### Task directions:
When you reach the line with "#[derive(Debug, Clone, Copy, PartialEq, Eq)]" in the data below, begin printing lines exactly, and stop once the line with "pub(crate) enum Emission" has been printed.

### Records provided:
____________________

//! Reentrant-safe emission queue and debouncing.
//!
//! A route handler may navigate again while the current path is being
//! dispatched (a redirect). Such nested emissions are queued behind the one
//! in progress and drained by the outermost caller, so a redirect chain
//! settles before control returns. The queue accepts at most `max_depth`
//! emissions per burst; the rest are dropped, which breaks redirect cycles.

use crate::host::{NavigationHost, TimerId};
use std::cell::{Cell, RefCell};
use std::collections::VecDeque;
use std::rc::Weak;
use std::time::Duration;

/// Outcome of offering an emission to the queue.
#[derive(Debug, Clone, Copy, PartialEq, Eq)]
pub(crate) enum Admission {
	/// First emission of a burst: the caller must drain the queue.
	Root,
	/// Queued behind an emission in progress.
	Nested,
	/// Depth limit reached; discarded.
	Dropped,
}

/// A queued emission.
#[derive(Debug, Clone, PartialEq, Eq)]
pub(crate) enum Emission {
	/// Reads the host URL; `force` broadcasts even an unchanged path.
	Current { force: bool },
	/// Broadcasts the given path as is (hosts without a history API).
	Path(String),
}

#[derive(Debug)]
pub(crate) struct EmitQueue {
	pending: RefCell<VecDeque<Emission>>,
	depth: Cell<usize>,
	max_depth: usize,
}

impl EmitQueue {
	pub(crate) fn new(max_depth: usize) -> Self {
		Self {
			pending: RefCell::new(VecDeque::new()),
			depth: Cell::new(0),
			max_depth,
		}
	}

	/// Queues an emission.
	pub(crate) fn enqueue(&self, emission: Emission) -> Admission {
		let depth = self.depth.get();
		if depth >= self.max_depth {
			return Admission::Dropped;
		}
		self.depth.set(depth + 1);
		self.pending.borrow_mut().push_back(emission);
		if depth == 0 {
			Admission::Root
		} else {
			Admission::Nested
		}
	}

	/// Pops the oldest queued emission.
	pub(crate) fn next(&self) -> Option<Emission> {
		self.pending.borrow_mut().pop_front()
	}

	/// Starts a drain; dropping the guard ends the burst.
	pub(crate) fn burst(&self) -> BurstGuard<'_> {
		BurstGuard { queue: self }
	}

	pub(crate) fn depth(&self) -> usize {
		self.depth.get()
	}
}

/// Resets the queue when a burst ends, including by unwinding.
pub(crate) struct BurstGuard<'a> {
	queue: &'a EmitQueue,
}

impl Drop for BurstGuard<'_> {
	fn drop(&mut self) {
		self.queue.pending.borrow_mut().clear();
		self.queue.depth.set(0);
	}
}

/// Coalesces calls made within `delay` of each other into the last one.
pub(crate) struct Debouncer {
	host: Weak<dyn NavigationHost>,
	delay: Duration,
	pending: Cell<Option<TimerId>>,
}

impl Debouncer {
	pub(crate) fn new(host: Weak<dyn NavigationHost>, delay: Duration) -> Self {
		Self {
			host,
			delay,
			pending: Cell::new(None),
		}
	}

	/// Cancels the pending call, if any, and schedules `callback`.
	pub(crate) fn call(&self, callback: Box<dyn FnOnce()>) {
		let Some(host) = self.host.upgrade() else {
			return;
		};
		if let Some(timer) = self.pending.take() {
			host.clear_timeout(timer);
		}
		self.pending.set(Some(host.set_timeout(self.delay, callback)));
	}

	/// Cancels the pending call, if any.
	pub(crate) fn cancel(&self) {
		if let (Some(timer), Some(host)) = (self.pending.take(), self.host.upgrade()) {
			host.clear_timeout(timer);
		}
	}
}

____________________

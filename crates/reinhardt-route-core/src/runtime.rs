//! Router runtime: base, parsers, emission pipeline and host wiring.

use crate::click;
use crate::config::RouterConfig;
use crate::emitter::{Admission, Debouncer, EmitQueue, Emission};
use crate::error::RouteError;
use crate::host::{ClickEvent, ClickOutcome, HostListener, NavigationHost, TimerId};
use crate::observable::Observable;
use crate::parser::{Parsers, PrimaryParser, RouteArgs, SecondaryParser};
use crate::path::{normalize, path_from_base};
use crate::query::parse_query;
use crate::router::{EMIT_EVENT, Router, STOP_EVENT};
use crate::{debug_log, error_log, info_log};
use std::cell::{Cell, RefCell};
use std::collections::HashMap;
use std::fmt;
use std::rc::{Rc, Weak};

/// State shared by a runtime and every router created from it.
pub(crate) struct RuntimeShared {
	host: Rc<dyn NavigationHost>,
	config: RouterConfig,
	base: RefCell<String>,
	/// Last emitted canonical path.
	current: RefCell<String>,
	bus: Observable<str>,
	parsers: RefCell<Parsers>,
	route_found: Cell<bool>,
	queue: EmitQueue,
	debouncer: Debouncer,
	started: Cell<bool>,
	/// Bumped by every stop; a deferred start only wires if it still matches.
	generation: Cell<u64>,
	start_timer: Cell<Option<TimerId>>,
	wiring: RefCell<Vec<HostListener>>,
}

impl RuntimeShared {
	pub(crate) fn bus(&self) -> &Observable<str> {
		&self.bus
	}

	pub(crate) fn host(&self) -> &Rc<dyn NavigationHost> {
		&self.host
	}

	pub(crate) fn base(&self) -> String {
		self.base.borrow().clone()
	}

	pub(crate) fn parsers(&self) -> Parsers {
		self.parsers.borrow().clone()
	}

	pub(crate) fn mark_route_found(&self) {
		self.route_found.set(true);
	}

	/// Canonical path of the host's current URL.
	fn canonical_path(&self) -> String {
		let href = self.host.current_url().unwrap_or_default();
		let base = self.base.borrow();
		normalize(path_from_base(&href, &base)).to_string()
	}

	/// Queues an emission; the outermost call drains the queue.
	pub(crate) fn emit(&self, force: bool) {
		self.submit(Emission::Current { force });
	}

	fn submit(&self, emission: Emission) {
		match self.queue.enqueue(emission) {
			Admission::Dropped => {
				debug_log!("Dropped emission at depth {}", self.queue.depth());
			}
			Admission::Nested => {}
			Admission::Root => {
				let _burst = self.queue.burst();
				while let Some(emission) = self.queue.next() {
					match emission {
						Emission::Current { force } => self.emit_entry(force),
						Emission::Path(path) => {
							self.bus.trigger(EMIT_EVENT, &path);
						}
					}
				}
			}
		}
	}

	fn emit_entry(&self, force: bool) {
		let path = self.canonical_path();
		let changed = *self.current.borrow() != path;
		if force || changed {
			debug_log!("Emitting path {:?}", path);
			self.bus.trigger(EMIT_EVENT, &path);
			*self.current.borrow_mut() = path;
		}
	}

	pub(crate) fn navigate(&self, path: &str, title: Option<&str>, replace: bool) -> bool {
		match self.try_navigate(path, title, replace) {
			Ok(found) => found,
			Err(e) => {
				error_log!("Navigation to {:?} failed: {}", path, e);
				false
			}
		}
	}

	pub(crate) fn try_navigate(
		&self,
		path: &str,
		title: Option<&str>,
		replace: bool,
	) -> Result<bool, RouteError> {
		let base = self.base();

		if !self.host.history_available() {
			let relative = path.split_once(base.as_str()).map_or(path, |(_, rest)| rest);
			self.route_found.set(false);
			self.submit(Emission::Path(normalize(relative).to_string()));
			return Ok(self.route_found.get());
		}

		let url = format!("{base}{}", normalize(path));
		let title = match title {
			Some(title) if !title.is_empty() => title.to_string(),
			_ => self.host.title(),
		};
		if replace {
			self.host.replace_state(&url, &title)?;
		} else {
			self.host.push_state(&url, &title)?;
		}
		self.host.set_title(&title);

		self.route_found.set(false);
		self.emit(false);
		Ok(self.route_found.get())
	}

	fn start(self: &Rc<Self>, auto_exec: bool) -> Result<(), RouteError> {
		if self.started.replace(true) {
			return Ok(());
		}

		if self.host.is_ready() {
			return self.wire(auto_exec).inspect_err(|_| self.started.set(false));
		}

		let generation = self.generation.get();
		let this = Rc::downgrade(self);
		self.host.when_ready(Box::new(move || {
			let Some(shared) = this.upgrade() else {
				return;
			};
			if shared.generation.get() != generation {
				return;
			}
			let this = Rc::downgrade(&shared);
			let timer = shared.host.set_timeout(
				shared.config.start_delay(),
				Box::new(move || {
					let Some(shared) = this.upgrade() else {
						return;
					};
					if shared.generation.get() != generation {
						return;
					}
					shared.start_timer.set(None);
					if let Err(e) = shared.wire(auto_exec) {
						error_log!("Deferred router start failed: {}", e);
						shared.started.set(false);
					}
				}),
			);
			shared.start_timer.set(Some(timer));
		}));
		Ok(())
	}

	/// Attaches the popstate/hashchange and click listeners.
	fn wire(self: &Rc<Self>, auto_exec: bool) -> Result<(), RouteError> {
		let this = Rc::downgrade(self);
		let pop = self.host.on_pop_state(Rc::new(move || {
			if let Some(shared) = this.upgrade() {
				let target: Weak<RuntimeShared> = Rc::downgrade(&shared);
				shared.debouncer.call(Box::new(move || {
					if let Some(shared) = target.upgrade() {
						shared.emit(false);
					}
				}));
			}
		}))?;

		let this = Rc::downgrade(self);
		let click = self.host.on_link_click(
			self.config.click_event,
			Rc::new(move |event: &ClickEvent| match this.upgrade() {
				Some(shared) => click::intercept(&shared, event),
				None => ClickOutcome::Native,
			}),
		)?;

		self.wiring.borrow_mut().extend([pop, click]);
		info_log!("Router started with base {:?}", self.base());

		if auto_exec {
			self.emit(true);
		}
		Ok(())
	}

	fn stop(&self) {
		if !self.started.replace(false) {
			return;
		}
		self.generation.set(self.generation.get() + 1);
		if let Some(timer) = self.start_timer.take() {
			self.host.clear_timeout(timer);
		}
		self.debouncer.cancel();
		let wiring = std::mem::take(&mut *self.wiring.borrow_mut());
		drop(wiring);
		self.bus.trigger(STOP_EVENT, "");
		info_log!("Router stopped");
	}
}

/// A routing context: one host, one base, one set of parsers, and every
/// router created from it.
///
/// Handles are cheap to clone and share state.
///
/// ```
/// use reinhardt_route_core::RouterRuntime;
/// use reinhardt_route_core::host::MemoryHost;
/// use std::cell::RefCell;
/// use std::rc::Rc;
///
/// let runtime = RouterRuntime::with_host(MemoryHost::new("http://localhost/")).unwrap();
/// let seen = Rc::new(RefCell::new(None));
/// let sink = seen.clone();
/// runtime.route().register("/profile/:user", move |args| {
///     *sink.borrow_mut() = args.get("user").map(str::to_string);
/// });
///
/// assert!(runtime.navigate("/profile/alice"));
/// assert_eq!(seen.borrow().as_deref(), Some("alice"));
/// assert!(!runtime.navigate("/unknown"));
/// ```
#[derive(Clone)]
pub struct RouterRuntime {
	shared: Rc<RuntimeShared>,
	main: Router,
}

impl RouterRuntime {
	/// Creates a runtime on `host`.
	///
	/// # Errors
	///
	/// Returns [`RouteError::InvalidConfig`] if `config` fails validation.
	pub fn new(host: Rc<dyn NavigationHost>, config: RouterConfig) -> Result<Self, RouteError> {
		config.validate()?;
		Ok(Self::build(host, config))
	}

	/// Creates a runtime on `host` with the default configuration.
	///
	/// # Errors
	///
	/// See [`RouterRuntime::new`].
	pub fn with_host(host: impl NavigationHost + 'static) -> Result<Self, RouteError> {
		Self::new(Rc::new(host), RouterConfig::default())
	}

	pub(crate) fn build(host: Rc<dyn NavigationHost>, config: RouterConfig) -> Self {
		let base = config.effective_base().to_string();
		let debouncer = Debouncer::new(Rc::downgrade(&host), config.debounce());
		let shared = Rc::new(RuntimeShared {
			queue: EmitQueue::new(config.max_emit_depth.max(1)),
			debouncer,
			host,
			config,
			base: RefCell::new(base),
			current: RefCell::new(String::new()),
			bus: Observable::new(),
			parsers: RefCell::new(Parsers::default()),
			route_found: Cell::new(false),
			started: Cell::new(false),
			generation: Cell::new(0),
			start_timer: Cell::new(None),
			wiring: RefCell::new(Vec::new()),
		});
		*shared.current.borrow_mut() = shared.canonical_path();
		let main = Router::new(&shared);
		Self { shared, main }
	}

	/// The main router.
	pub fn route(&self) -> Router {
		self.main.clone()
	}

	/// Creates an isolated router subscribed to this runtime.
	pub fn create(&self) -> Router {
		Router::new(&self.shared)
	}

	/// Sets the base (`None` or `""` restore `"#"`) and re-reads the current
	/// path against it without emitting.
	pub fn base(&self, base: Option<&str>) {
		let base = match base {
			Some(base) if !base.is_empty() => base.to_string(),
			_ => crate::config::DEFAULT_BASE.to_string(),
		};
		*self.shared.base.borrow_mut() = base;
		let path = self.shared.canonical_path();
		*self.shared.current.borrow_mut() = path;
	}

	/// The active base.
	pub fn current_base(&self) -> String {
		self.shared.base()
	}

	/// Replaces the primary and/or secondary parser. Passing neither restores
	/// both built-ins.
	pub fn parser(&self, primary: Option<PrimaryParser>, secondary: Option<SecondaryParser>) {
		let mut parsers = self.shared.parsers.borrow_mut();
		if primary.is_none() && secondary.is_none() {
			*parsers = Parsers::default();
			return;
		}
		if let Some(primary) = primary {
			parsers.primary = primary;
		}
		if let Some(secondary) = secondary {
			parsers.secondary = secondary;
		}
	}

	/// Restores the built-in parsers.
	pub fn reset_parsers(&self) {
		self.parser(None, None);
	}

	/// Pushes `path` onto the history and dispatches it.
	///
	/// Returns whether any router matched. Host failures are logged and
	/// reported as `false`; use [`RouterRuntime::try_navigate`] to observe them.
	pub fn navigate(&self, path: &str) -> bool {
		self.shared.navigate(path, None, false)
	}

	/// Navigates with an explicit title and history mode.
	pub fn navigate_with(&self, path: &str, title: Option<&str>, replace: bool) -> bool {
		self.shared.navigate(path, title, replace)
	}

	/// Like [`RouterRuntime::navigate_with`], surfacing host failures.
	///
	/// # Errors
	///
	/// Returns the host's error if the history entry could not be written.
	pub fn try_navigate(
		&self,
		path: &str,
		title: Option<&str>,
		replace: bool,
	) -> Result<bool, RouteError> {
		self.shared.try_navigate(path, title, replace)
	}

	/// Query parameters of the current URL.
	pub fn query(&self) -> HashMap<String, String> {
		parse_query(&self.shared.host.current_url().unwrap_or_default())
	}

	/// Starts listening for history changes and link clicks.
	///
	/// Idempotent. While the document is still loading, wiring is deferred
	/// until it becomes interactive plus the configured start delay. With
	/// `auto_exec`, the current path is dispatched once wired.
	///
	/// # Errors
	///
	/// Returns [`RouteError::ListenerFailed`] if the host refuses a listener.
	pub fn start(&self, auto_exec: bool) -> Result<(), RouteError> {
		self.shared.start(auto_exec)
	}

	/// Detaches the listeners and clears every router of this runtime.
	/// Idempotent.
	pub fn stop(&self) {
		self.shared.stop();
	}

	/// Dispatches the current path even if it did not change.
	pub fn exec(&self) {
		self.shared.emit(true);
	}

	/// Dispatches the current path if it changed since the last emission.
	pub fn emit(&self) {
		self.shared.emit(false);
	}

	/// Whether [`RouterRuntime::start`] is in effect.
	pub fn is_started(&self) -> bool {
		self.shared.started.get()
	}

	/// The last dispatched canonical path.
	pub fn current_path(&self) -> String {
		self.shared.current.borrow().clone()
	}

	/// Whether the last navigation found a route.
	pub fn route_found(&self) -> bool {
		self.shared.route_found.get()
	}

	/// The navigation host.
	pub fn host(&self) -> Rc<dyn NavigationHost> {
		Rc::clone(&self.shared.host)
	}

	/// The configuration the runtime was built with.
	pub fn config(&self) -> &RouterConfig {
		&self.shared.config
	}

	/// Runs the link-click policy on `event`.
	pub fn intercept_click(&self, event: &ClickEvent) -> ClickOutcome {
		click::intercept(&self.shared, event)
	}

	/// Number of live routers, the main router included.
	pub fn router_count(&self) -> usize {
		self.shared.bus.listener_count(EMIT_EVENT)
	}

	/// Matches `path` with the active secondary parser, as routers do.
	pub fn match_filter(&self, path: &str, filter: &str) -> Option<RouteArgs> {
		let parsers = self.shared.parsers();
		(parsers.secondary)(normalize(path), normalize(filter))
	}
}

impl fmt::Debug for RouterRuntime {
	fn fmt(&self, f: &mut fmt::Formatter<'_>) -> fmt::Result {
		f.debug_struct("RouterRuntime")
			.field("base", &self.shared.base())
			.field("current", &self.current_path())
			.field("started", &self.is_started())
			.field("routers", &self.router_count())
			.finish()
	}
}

____________________

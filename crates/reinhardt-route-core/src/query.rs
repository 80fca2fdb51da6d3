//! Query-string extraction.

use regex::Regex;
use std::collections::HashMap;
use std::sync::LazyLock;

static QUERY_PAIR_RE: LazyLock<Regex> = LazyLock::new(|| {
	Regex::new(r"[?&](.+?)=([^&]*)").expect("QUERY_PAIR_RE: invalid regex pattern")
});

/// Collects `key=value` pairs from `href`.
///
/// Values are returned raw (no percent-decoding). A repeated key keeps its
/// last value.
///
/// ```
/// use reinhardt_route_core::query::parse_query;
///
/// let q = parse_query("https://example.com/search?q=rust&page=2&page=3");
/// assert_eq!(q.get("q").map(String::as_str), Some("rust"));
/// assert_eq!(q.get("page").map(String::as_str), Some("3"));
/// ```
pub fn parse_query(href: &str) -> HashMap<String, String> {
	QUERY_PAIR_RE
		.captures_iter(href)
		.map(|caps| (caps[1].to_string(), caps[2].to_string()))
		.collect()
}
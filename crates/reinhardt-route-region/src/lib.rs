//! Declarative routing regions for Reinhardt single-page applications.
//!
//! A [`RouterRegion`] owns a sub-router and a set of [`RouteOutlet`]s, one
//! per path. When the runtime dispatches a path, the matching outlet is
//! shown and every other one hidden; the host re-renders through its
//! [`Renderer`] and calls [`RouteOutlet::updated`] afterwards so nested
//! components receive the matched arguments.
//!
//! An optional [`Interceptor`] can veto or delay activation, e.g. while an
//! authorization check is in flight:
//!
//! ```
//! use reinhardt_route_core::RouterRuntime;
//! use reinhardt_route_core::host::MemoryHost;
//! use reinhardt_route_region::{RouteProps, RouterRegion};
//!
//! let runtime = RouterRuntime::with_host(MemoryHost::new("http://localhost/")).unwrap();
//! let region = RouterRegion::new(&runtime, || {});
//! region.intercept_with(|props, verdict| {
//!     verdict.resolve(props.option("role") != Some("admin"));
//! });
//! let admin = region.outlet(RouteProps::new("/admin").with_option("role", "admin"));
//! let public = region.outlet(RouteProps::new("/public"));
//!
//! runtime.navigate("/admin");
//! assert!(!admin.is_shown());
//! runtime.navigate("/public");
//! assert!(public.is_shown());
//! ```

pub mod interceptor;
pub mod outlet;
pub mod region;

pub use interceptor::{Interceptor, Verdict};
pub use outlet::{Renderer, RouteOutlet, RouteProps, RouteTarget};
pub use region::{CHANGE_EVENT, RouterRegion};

____________________

### Task response:
#[derive(Debug, Clone, Copy, PartialEq, Eq)]
pub(crate) enum Admission {
	/// First emission of a burst: the caller must drain the queue.
	Root,
	/// Queued behind an emission in progress.
	Nested,
	/// Depth limit reached; discarded.
	Dropped,
}

/// A queued emission.
#[derive(Debug, Clone, PartialEq, Eq)]
pub(crate) enum Emission {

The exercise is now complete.